(Collected data entries)
//! Minimal [log] backend writing to standard error, used by the binaries.
//!
//! Library code only talks to the `log` facade, applications are free to
//! install any other backend instead.

use log::{Level, LevelFilter, Log, Metadata, Record};

use std::{io::Write, time};

use crate::{Error, Result};

struct Logger {
    level: LevelFilter,
    start: time::Instant,
}

impl Log for Logger {
    fn enabled(&self, metadata: &Metadata) -> bool {
        metadata.level() <= self.level
    }

    fn log(&self, record: &Record) {
        if !self.enabled(record.metadata()) {
            return;
        }
        let elapsed = self.start.elapsed();
        let stderr = std::io::stderr();
        let mut handle = stderr.lock();
        writeln!(
            handle,
            "[{:>5}.{:06} {:<5} {}] {}",
            elapsed.as_secs(),
            elapsed.subsec_micros(),
            record.level(),
            record.target(),
            record.args()
        )
        .ok();
    }

    fn flush(&self) {
        std::io::stderr().flush().ok();
    }
}

/// Install the stderr logger, can be called only once per process.
pub fn init(level: LevelFilter) -> Result<()> {
    let logger = Logger {
        level,
        start: time::Instant::now(),
    };
    err_at!(Fatal, log::set_boxed_logger(Box::new(logger)))?;
    log::set_max_level(level);
    Ok(())
}

/// Map the number of `-v` flags to a level filter.
pub fn level_for(verbosity: u64) -> LevelFilter {
    match verbosity {
        0 => LevelFilter::Warn,
        1 => LevelFilter::Info,
        2 => LevelFilter::Debug,
        _ => Level::Trace.to_level_filter(),
    }
}

#[cfg(test)]
#[path = "logger_test.rs"]
mod logger_test;
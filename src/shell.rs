//! Line oriented command interpreter over [MusicManager].
//!
//! Every line is one command, a command name followed by its integer
//! arguments separated by white space:
//!
//! ```text
//! Init
//! AddArtist <artist>
//! RemoveArtist <artist>
//! AddSong <artist> <song>
//! RemoveSong <artist> <song>
//! AddToSongCount <artist> <song> <count>
//! GetArtistBestSong <artist>
//! GetRecommendedSongInPlace <rank>
//! Quit
//! # comment
//! ```
//!
//! Empty lines and unknown commands end the session, so do commands whose
//! arguments cannot be parsed. Commands issued before `Init`, or after
//! `Quit`, report `INVALID_INPUT`.

use log::{debug, warn};

use std::{io, str::FromStr};

use crate::{music::MusicManager, Error, Result};

/// Whether the session shall continue after a command.
#[derive(Clone, Copy, Debug, Eq, PartialEq)]
pub enum Step {
    Continue,
    Stop,
}

/// Command interpreter, holds the manager between `Init` and `Quit`.
#[derive(Default)]
pub struct Shell {
    manager: Option<MusicManager>,
}

impl Shell {
    pub fn new() -> Shell {
        Shell::default()
    }

    /// Return the manager, if initialized.
    pub fn as_manager(&self) -> Option<&MusicManager> {
        self.manager.as_ref()
    }

    /// Execute a single command `line`, writing its response to `out`.
    /// Only failure to write is returned as error, command failures are
    /// reported on `out`.
    pub fn execute<W>(&mut self, line: &str, out: &mut W) -> Result<Step>
    where
        W: io::Write,
    {
        let line = line.trim_end_matches(&['\n', '\r'][..]);
        if line.starts_with('#') {
            if line.len() > 1 {
                err_at!(IOError, writeln!(out, "{}", line))?;
            }
            return Ok(Step::Continue);
        }

        let mut tokens = line.split_whitespace();
        let cmd = match tokens.next() {
            Some(cmd) => cmd,
            None => return Ok(Step::Stop),
        };
        let args: Vec<&str> = tokens.collect();
        debug!("execute {} {:?}", cmd, args);

        match cmd {
            "Init" if self.manager.is_some() => {
                err_at!(IOError, writeln!(out, "init was already called."))?;
            }
            "Init" => {
                self.manager = Some(MusicManager::new());
                err_at!(IOError, writeln!(out, "init done."))?;
            }
            "Quit" => {
                self.manager = None;
                err_at!(IOError, writeln!(out, "quit done."))?;
            }
            "AddArtist" => match parse_args::<1>(&args) {
                Some([a]) => {
                    let res = self.with_manager(|mm| mm.add_artist(a));
                    write_status(out, cmd, res)?;
                }
                None => return failed(out, cmd),
            },
            "RemoveArtist" => match parse_args::<1>(&args) {
                Some([a]) => {
                    let res = self.with_manager(|mm| mm.remove_artist(a));
                    write_status(out, cmd, res)?;
                }
                None => return failed(out, cmd),
            },
            "AddSong" => match parse_args::<2>(&args) {
                Some([a, s]) => {
                    let res = self.with_manager(|mm| mm.add_song(a, s));
                    write_status(out, cmd, res)?;
                }
                None => return failed(out, cmd),
            },
            "RemoveSong" => match parse_args::<2>(&args) {
                Some([a, s]) => {
                    let res = self.with_manager(|mm| mm.remove_song(a, s));
                    write_status(out, cmd, res)?;
                }
                None => return failed(out, cmd),
            },
            "AddToSongCount" => match parse_args::<3>(&args) {
                Some([a, s, c]) => {
                    let res = self.with_manager(|mm| mm.add_to_song_count(a, s, c));
                    write_status(out, cmd, res)?;
                }
                None => return failed(out, cmd),
            },
            "GetArtistBestSong" => match parse_args::<1>(&args) {
                Some([a]) => match self.with_manager(|mm| mm.artist_best_song(a)) {
                    Ok(song_id) => {
                        err_at!(IOError, writeln!(out, "{}: {}", cmd, song_id))?;
                    }
                    res => write_status(out, cmd, res)?,
                },
                None => return failed(out, cmd),
            },
            "GetRecommendedSongInPlace" => match parse_args::<1>(&args) {
                Some([r]) => match self.with_manager(|mm| mm.recommended_song(r)) {
                    Ok((a, s)) => {
                        err_at!(IOError, writeln!(out, "{}: Artist {} Song {}", cmd, a, s))?;
                    }
                    res => write_status(out, cmd, res)?,
                },
                None => return failed(out, cmd),
            },
            _ => {
                warn!("unknown command {:?}", cmd);
                return Ok(Step::Stop);
            }
        }

        Ok(Step::Continue)
    }

    fn with_manager<F, T>(&mut self, op: F) -> Result<T>
    where
        F: FnOnce(&mut MusicManager) -> Result<T>,
    {
        match self.manager.as_mut() {
            Some(mm) => op(mm),
            None => err_at!(InvalidInput, msg: "not initialized"),
        }
    }
}

// parse the leading N arguments, trailing ones are ignored.
fn parse_args<const N: usize>(args: &[&str]) -> Option<[i32; N]> {
    if args.len() < N {
        return None;
    }
    let mut vals = [0; N];
    for (val, arg) in vals.iter_mut().zip(args.iter()) {
        *val = i32::from_str(arg).ok()?;
    }
    Some(vals)
}

fn write_status<W, T>(out: &mut W, cmd: &str, res: Result<T>) -> Result<()>
where
    W: io::Write,
{
    let status = match res {
        Ok(_) => "SUCCESS",
        Err(Error::InvalidInput(_, _)) => "INVALID_INPUT",
        Err(err) => {
            debug!("{} {}", cmd, err);
            "FAILURE"
        }
    };
    err_at!(IOError, writeln!(out, "{}: {}", cmd, status))
}

fn failed<W>(out: &mut W, cmd: &str) -> Result<Step>
where
    W: io::Write,
{
    err_at!(IOError, writeln!(out, "{} failed.", cmd))?;
    Ok(Step::Stop)
}

#[cfg(test)]
#[path = "shell_test.rs"]
mod shell_test;
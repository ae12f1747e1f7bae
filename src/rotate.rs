//! Rotation routines for AVL rebalancing.
//!
//! Every routine consumes the root of a subtree and returns the new root,
//! the caller re-attaches it in place of the old one. Cached height and
//! rank are recomputed for the demoted node first and then for the
//! promoted node. In-order sequence of keys is never changed.

use log::trace;

use crate::node::Node;

/// Restore AVL balance at `node`, assuming both its subtrees are balanced
/// and differ in height by at most 2. Refreshes the cached fields of
/// `node` before evaluating its balance factor.
pub(crate) fn rebalance<K, V>(mut node: Box<Node<K, V>>) -> Box<Node<K, V>> {
    node.update();

    let bf = node.balance_factor();
    if bf > 1 {
        // left heavy, a missing child cannot be the heavy side.
        let heavy = node.as_left_ref().map_or(0, Node::balance_factor);
        if heavy >= 0 {
            rotate_right(node)
        } else {
            rotate_left_right(node)
        }
    } else if bf < -1 {
        let heavy = node.as_right_ref().map_or(0, Node::balance_factor);
        if heavy <= 0 {
            rotate_left(node)
        } else {
            rotate_right_left(node)
        }
    } else {
        node
    }
}

//              (i)                       (i)
//               |                         |
//              node                       x
//              /  \                      / \
//             /    \                    /   \
//            /      \                  /     \
//          left       x             node      xr
//                    / \            /  \
//                  xl   xr       left   xl
//
pub(crate) fn rotate_left<K, V>(mut node: Box<Node<K, V>>) -> Box<Node<K, V>> {
    let mut x = match node.right.take() {
        Some(x) => x,
        None => panic!("rotate_left(): missing right child ? Call the programmer"),
    };
    trace!("rotate_left height:{} rank:{}", node.height, node.rank);

    node.right = x.left.take();
    node.update();
    x.left = Some(node);
    x.update();
    x
}

//              (i)                       (i)
//               |                         |
//              node                       x
//              /  \                      / \
//             /    \                    /   \
//            /      \                  /     \
//          x       right             xl      node
//         / \                                / \
//       xl   xr                             xr  right
//
pub(crate) fn rotate_right<K, V>(mut node: Box<Node<K, V>>) -> Box<Node<K, V>> {
    let mut x = match node.left.take() {
        Some(x) => x,
        None => panic!("rotate_right(): missing left child ? Call the programmer"),
    };
    trace!("rotate_right height:{} rank:{}", node.height, node.rank);

    node.left = x.right.take();
    node.update();
    x.right = Some(node);
    x.update();
    x
}

//              node                     node                  y
//              /  \                     /  \                /   \
//             x    d                   y    d              x    node
//            / \           =>         / \        =>       / \   /  \
//           a   y                    x   c               a   b c    d
//              / \                  / \
//             b   c                a   b
//
pub(crate) fn rotate_left_right<K, V>(mut node: Box<Node<K, V>>) -> Box<Node<K, V>> {
    node.left = node.left.take().map(rotate_left);
    rotate_right(node)
}

//              node                    node                     y
//              /  \                    /  \                   /   \
//             a    x                  a    y                node    x
//                 / \      =>             / \      =>       / \    / \
//                y   d                   b   x             a   b  c   d
//               / \                         / \
//              b   c                       c   d
//
pub(crate) fn rotate_right_left<K, V>(mut node: Box<Node<K, V>>) -> Box<Node<K, V>> {
    node.right = node.right.take().map(rotate_right);
    rotate_left(node)
}

#[cfg(test)]
#[path = "rotate_test.rs"]
mod rotate_test;
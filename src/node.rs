use std::cmp;

/// Node corresponds to a single entry in a [RankTree](crate::RankTree).
///
/// Besides key and value, every node caches the height of its subtree and
/// the number of nodes in its subtree, called its rank. Both are refreshed
/// from the children after every structural change, refer to
/// [Node::to_height] and [Node::to_rank].
#[derive(Clone)]
pub struct Node<K, V> {
    pub(crate) key: K,
    pub(crate) value: V,
    pub(crate) height: usize,                 // cache: height of subtree
    pub(crate) rank: usize,                   // cache: number of nodes in subtree
    pub(crate) left: Option<Box<Node<K, V>>>,  // store: left child
    pub(crate) right: Option<Box<Node<K, V>>>, // store: right child
}

impl<K, V> Node<K, V> {
    pub(crate) fn new(key: K, value: V) -> Node<K, V> {
        Node {
            key,
            value,
            height: 1,
            rank: 1,
            left: None,
            right: None,
        }
    }

    /// Return the key of this entry.
    #[inline]
    pub fn as_key(&self) -> &K {
        &self.key
    }

    /// Return the value of this entry.
    #[inline]
    pub fn as_value(&self) -> &V {
        &self.value
    }

    /// Height of the subtree rooted at this node, a leaf has height 1.
    #[inline]
    pub fn to_height(&self) -> usize {
        self.height
    }

    /// Number of nodes in the subtree rooted at this node.
    #[inline]
    pub fn to_rank(&self) -> usize {
        self.rank
    }

    #[inline]
    pub(crate) fn as_left_ref(&self) -> Option<&Node<K, V>> {
        self.left.as_deref()
    }

    #[inline]
    pub(crate) fn as_right_ref(&self) -> Option<&Node<K, V>> {
        self.right.as_deref()
    }

    /// Recompute height and rank from the children. Children must be
    /// up to date.
    #[inline]
    pub(crate) fn update(&mut self) {
        let (left, right) = (self.left.as_deref(), self.right.as_deref());
        let h = 1 + cmp::max(height(left), height(right));
        let r = 1 + rank(left) + rank(right);
        self.height = h;
        self.rank = r;
    }

    /// height(left) - height(right), from the cached heights.
    #[inline]
    pub(crate) fn balance_factor(&self) -> isize {
        (height(self.as_left_ref()) as isize) - (height(self.as_right_ref()) as isize)
    }

    pub(crate) fn into_entry(self) -> (K, V) {
        (self.key, self.value)
    }
}

#[inline]
pub(crate) fn height<K, V>(node: Option<&Node<K, V>>) -> usize {
    node.map_or(0, |node| node.height)
}

#[inline]
pub(crate) fn rank<K, V>(node: Option<&Node<K, V>>) -> usize {
    node.map_or(0, |node| node.rank)
}

#[cfg(test)]
#[path = "node_test.rs"]
mod node_test;
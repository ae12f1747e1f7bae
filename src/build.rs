//! Linear time construction of [RankTree] from sorted input.
//!
//! Two flavours:
//!
//! * [RankTree::from_sorted] picks the middle entry of every sub-slice as
//!   the subtree root.
//! * [RankTree::with_shape] builds a complete tree of placeholder entries,
//!   prunes the surplus bottom leaves from the right, and
//!   [RankTree::relabel] later assigns the real entries in key order.
//!
//! Both produce an AVL balanced tree without a single rotation, and both
//! validate input before touching the tree.

use log::debug;

use std::vec;

use crate::{node::Node, order::Order, tree::RankTree, Error, Result};

impl<K, V> RankTree<K, V> {
    /// Build a tree from `keys` sorted in strictly ascending order, and
    /// their `values`. Fails with `InvalidInput` if keys are not sorted or
    /// if both vectors differ in length.
    ///
    /// ```
    /// use ranktree::RankTree;
    ///
    /// let index = RankTree::from_sorted(vec![1, 2, 3], vec!["a", "b", "c"]).unwrap();
    /// assert_eq!(index.len(), 3);
    /// assert_eq!(index.get(&2), Some(&"b"));
    ///
    /// assert!(RankTree::from_sorted(vec![2, 1], vec![(), ()]).is_err());
    /// ```
    pub fn from_sorted(keys: Vec<K>, values: Vec<V>) -> Result<RankTree<K, V>>
    where
        K: Ord,
    {
        if keys.len() != values.len() {
            return err_at!(
                InvalidInput, msg: "{} keys for {} values", keys.len(), values.len()
            );
        }
        check_ascending(&keys)?;

        let n = keys.len();
        let mut entries = keys.into_iter().zip(values.into_iter());
        let root = build_sorted(n, &mut entries);
        debug!("from_sorted: built {} entries", n);

        Ok(RankTree {
            root,
            order: Order::Ascending,
        })
    }

    /// Build a tree of `n` placeholder entries, shaped as a complete
    /// binary tree whose surplus bottom leaves are pruned from the right.
    /// Keys and values are their defaults, refer to [RankTree::relabel]
    /// for filling them in.
    pub fn with_shape(n: usize) -> RankTree<K, V>
    where
        K: Default,
        V: Default,
    {
        // levels of a complete tree with room for `n` nodes.
        let levels = (usize::BITS - n.leading_zeros()) as usize;
        let mut root = build_complete(levels);

        let mut excess = match levels {
            0 => 0,
            levels => ((1_usize << levels) - 1) - n,
        };
        prune(&mut root, &mut excess);
        debug!("with_shape: {} nodes in {} levels", n, levels);

        RankTree {
            root,
            order: Order::Ascending,
        }
    }

    /// Assign `entries` to the existing nodes by an in-order walk, the
    /// shape of the tree is not touched. Entries must be sorted in
    /// strictly ascending key order and must be exactly `len()` in
    /// number, else `InvalidInput` is returned and the tree is untouched.
    pub fn relabel<I>(&mut self, entries: I) -> Result<()>
    where
        K: Ord,
        I: IntoIterator<Item = (K, V)>,
    {
        let (keys, values): (Vec<K>, Vec<V>) = entries.into_iter().unzip();
        if keys.len() != self.len() {
            return err_at!(
                InvalidInput, msg: "{} entries for {} nodes", keys.len(), self.len()
            );
        }
        check_ascending(&keys)?;

        let mut entries = keys.into_iter().zip(values.into_iter());
        relabel_tree(self.root.as_deref_mut(), &mut entries);
        Ok(())
    }
}

type Entries<K, V> = std::iter::Zip<vec::IntoIter<K>, vec::IntoIter<V>>;

fn check_ascending<K>(keys: &[K]) -> Result<()>
where
    K: Ord,
{
    match keys.windows(2).position(|w| w[0] >= w[1]) {
        Some(off) => err_at!(InvalidInput, msg: "keys not ascending at index {}", off + 1),
        None => Ok(()),
    }
}

// consume the next `n` entries, middle one becomes the root.
fn build_sorted<K, V>(n: usize, entries: &mut Entries<K, V>) -> Option<Box<Node<K, V>>> {
    if n == 0 {
        return None;
    }

    let mid = n / 2;
    let left = build_sorted(mid, entries);
    let (key, value) = entries.next()?;
    let right = build_sorted(n - mid - 1, entries);

    let mut node = Box::new(Node::new(key, value));
    node.left = left;
    node.right = right;
    node.update();
    Some(node)
}

fn build_complete<K, V>(levels: usize) -> Option<Box<Node<K, V>>>
where
    K: Default,
    V: Default,
{
    if levels == 0 {
        return None;
    }

    let mut node = Box::new(Node::new(K::default(), V::default()));
    node.left = build_complete(levels - 1);
    node.right = build_complete(levels - 1);
    node.update();
    Some(node)
}

// remove `excess` leaves in reverse in-order, only leaves of the bottom
// level are reached before `excess` drops to zero.
fn prune<K, V>(slot: &mut Option<Box<Node<K, V>>>, excess: &mut usize) {
    if *excess == 0 {
        return;
    }
    let node = match slot.as_mut() {
        Some(node) => node,
        None => return,
    };

    prune(&mut node.right, excess);
    if node.left.is_none() && node.right.is_none() {
        *slot = None;
        *excess -= 1;
        return;
    }
    prune(&mut node.left, excess);
    node.update();
}

fn relabel_tree<K, V>(node: Option<&mut Node<K, V>>, entries: &mut Entries<K, V>) {
    if let Some(node) = node {
        relabel_tree(node.left.as_deref_mut(), entries);
        if let Some((key, value)) = entries.next() {
            node.key = key;
            node.value = value;
        }
        relabel_tree(node.right.as_deref_mut(), entries);
    }
}

#[cfg(test)]
#[path = "build_test.rs"]
mod build_test;
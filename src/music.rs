//! Module implement a record manager for artists and their songs.
//!
//! Artists are kept in a [HashTable] keyed by artist id. Every artist
//! indexes its songs twice, by song id and by play count, and the manager
//! ranks all songs across artists in a single chart. Play count indexes
//! and the chart are ranked in descending order so that rank 1 is always
//! the most played song, ties going to the smaller identifier.
//!
//! ```
//! use ranktree::MusicManager;
//!
//! let mut mm = MusicManager::new();
//! mm.add_artist(1).unwrap();
//! mm.add_song(1, 10).unwrap();
//! mm.add_song(1, 20).unwrap();
//! mm.add_to_song_count(1, 20, 5).unwrap();
//!
//! assert_eq!(mm.artist_best_song(1).unwrap(), 20);
//! assert_eq!(mm.recommended_song(2).unwrap(), (1, 10));
//! ```

use log::debug;

use std::convert::TryFrom;

use crate::{
    hash::HashTable,
    keys::{ChartKey, SongKey},
    order::Order,
    tree::RankTree,
    Error, Result,
};

/// A single song, owned by its [Artist].
#[derive(Clone, Debug, Eq, PartialEq)]
pub struct Song {
    id: u32,
    artist_id: u32,
    plays: u32,
}

impl Song {
    #[inline]
    pub fn to_song_id(&self) -> u32 {
        self.id
    }

    #[inline]
    pub fn to_artist_id(&self) -> u32 {
        self.artist_id
    }

    #[inline]
    pub fn to_plays(&self) -> u32 {
        self.plays
    }

    fn to_song_key(&self) -> SongKey {
        SongKey::new(self.plays, self.id)
    }

    fn to_chart_key(&self) -> ChartKey {
        ChartKey::new(self.plays, self.artist_id, self.id)
    }
}

/// An artist and the indexes over its songs.
pub struct Artist {
    id: u32,
    songs: RankTree<u32, Song>,
    by_plays: RankTree<SongKey, ()>,
}

impl Artist {
    fn new(id: u32) -> Artist {
        Artist {
            id,
            songs: RankTree::new(),
            by_plays: RankTree::with_order(Order::Descending),
        }
    }

    #[inline]
    pub fn to_artist_id(&self) -> u32 {
        self.id
    }

    /// Return the number of songs by this artist.
    #[inline]
    pub fn len(&self) -> usize {
        self.songs.len()
    }

    #[inline]
    pub fn is_empty(&self) -> bool {
        self.songs.is_empty()
    }

    pub fn get_song(&self, song_id: u32) -> Option<&Song> {
        self.songs.get(&song_id)
    }

    /// Return the most played song, ties going to the smallest song id.
    pub fn best_song(&self) -> Option<u32> {
        self.by_plays.find_by_rank(1).ok().map(SongKey::to_song_id)
    }

    /// Iterate over songs in ascending order of song id.
    pub fn iter(&self) -> impl Iterator<Item = &Song> {
        self.songs.iter().map(|(_, song)| song)
    }
}

/// Record manager for artists and songs.
///
/// All identifiers, counts and ranks are supplied as signed integers and
/// must be positive, else `InvalidInput` is returned and nothing is
/// changed.
pub struct MusicManager {
    artists: HashTable<Artist>,
    chart: RankTree<ChartKey, ()>,
}

impl Default for MusicManager {
    fn default() -> MusicManager {
        MusicManager::new()
    }
}

impl MusicManager {
    pub fn new() -> MusicManager {
        MusicManager {
            artists: HashTable::new(),
            chart: RankTree::with_order(Order::Descending),
        }
    }

    /// Return the number of artists.
    #[inline]
    pub fn n_artists(&self) -> usize {
        self.artists.len()
    }

    /// Return the number of songs, across all artists.
    #[inline]
    pub fn n_songs(&self) -> usize {
        self.chart.len()
    }

    pub fn get_artist(&self, artist_id: u32) -> Option<&Artist> {
        self.artists.get(artist_id)
    }

    pub fn add_artist(&mut self, artist_id: i32) -> Result<()> {
        let artist_id = to_positive("artist_id", artist_id)?;

        self.artists.insert(artist_id, Artist::new(artist_id))?;
        debug!("add_artist {}", artist_id);
        Ok(())
    }

    /// Remove an artist without songs, fails with `NotEmpty` otherwise.
    pub fn remove_artist(&mut self, artist_id: i32) -> Result<()> {
        let artist_id = to_positive("artist_id", artist_id)?;

        let n_songs = match self.artists.get(artist_id) {
            Some(artist) => artist.len(),
            None => return err_at!(KeyNotFound, msg: "artist {}", artist_id),
        };
        if n_songs > 0 {
            return err_at!(NotEmpty, msg: "artist {} has {} songs", artist_id, n_songs);
        }

        self.artists.remove(artist_id)?;
        debug!("remove_artist {}", artist_id);
        Ok(())
    }

    /// Add a song with zero plays.
    pub fn add_song(&mut self, artist_id: i32, song_id: i32) -> Result<()> {
        let artist_id = to_positive("artist_id", artist_id)?;
        let song_id = to_positive("song_id", song_id)?;

        let artist = match self.artists.get_mut(artist_id) {
            Some(artist) => artist,
            None => return err_at!(KeyNotFound, msg: "artist {}", artist_id),
        };
        let song = Song {
            id: song_id,
            artist_id,
            plays: 0,
        };
        let (song_key, chart_key) = (song.to_song_key(), song.to_chart_key());

        artist.songs.insert(song_id, song)?;
        artist.by_plays.insert(song_key, ())?;
        self.chart.insert(chart_key, ())?;
        debug!("add_song {}/{}", artist_id, song_id);
        Ok(())
    }

    pub fn remove_song(&mut self, artist_id: i32, song_id: i32) -> Result<()> {
        let artist_id = to_positive("artist_id", artist_id)?;
        let song_id = to_positive("song_id", song_id)?;

        let artist = match self.artists.get_mut(artist_id) {
            Some(artist) => artist,
            None => return err_at!(KeyNotFound, msg: "artist {}", artist_id),
        };
        let (_, song) = artist.songs.remove(&song_id)?;
        artist.by_plays.remove(&song.to_song_key())?;
        self.chart.remove(&song.to_chart_key())?;
        debug!("remove_song {}/{} plays:{}", artist_id, song_id, song.plays);
        Ok(())
    }

    /// Add `count` plays to a song, re-ranking it in its artist's index
    /// and in the chart.
    pub fn add_to_song_count(&mut self, artist_id: i32, song_id: i32, count: i32) -> Result<()> {
        let artist_id = to_positive("artist_id", artist_id)?;
        let song_id = to_positive("song_id", song_id)?;
        let count = to_positive("count", count)?;

        let artist = match self.artists.get_mut(artist_id) {
            Some(artist) => artist,
            None => return err_at!(KeyNotFound, msg: "artist {}", artist_id),
        };
        let song = match artist.songs.get_mut(&song_id) {
            Some(song) => song,
            None => return err_at!(KeyNotFound, msg: "song {}/{}", artist_id, song_id),
        };
        let plays = match song.plays.checked_add(count) {
            Some(plays) => plays,
            None => return err_at!(InvalidInput, msg: "plays overflow {}+{}", song.plays, count),
        };

        let (old_song, old_chart) = (song.to_song_key(), song.to_chart_key());
        song.plays = plays;
        let (new_song, new_chart) = (song.to_song_key(), song.to_chart_key());

        artist.by_plays.remove(&old_song)?;
        artist.by_plays.insert(new_song, ())?;
        self.chart.remove(&old_chart)?;
        self.chart.insert(new_chart, ())?;
        debug!("add_to_song_count {}/{} plays:{}", artist_id, song_id, plays);
        Ok(())
    }

    /// Return the most played song of an artist, ties going to the
    /// smallest song id.
    pub fn artist_best_song(&self, artist_id: i32) -> Result<u32> {
        let artist_id = to_positive("artist_id", artist_id)?;

        match self.artists.get(artist_id) {
            Some(artist) => match artist.best_song() {
                Some(song_id) => Ok(song_id),
                None => err_at!(KeyNotFound, msg: "artist {} has no songs", artist_id),
            },
            None => err_at!(KeyNotFound, msg: "artist {}", artist_id),
        }
    }

    /// Return `(artist_id, song_id)` of the song at `rank` in the chart,
    /// rank 1 being the most played song.
    pub fn recommended_song(&self, rank: i32) -> Result<(u32, u32)> {
        let rank = to_positive("rank", rank)?;

        let rank = err_at!(InvalidInput, usize::try_from(rank))?;
        let key = self.chart.find_by_rank(rank)?;
        Ok((key.to_artist_id(), key.to_song_id()))
    }

    /// Verify every index and their mutual consistency.
    pub fn validate(&self) -> Result<()> {
        self.chart.validate()?;

        let mut n_songs = 0;
        for (artist_id, artist) in self.artists.iter() {
            artist.songs.validate()?;
            artist.by_plays.validate()?;
            if artist.id != artist_id {
                return err_at!(Fatal, msg: "artist {} filed under {}", artist.id, artist_id);
            }
            if artist.songs.len() != artist.by_plays.len() {
                return err_at!(
                    Fatal, msg: "artist {} {} != {}",
                    artist_id, artist.songs.len(), artist.by_plays.len()
                );
            }
            for song in artist.iter() {
                if !artist.by_plays.contains_key(&song.to_song_key()) {
                    return err_at!(Fatal, msg: "missing plays index {:?}", song);
                }
                if !self.chart.contains_key(&song.to_chart_key()) {
                    return err_at!(Fatal, msg: "missing chart entry {:?}", song);
                }
            }
            n_songs += artist.len();
        }

        if n_songs != self.chart.len() {
            return err_at!(Fatal, msg: "chart {} != {} songs", self.chart.len(), n_songs);
        }
        Ok(())
    }
}

fn to_positive(name: &str, val: i32) -> Result<u32> {
    if val <= 0 {
        err_at!(InvalidInput, msg: "{} must be positive, got {}", name, val)
    } else {
        err_at!(InvalidInput, u32::try_from(val))
    }
}

#[cfg(test)]
#[path = "music_test.rs"]
mod music_test;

• [PROBLEM] If a line in the records contains the string "unknown", copy it out.

• [ANSWER AREA]
//! Empty lines and unknown commands end the session, so do commands whose
                warn!("unknown command {:?}", cmd);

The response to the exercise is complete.